Dataset records
fn routing(mode: ConnectionMode) -> RoutingSettings {
    let rules = match mode {
        ConnectionMode::Global => vec![RoutingRule::catch_all(PROXY_TAG)],
        ConnectionMode::Rule => vec![
            RoutingRule::ip(DIRECT_TAG, &["geoip:private"]),
            RoutingRule::domain(DIRECT_TAG, &["geosite:private"]),
            RoutingRule::catch_all(PROXY_TAG),
        ],
        ConnectionMode::Direct => vec![RoutingRule::catch_all(DIRECT_TAG)],
    };

    RoutingSettings {
        domain_strategy: "IPIfNonMatch".to_string(),
        rules,
    }
}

TASK REQUIREMENTS -
Please write out each entry shown above exactly as given.

SOLUTION TO THE EXERCISE -
fn routing(mode: ConnectionMode) -> RoutingSettings {
    let rules = match mode {
        ConnectionMode::Global => vec![RoutingRule::catch_all(PROXY_TAG)],
        ConnectionMode::Rule => vec![
            RoutingRule::ip(DIRECT_TAG, &["geoip:private"]),
            RoutingRule::domain(DIRECT_TAG, &["geosite:private"]),
            RoutingRule::catch_all(PROXY_TAG),
        ],
        ConnectionMode::Direct => vec![RoutingRule::catch_all(DIRECT_TAG)],
    };

    RoutingSettings {
        domain_strategy: "IPIfNonMatch".to_string(),
        rules,
    }
}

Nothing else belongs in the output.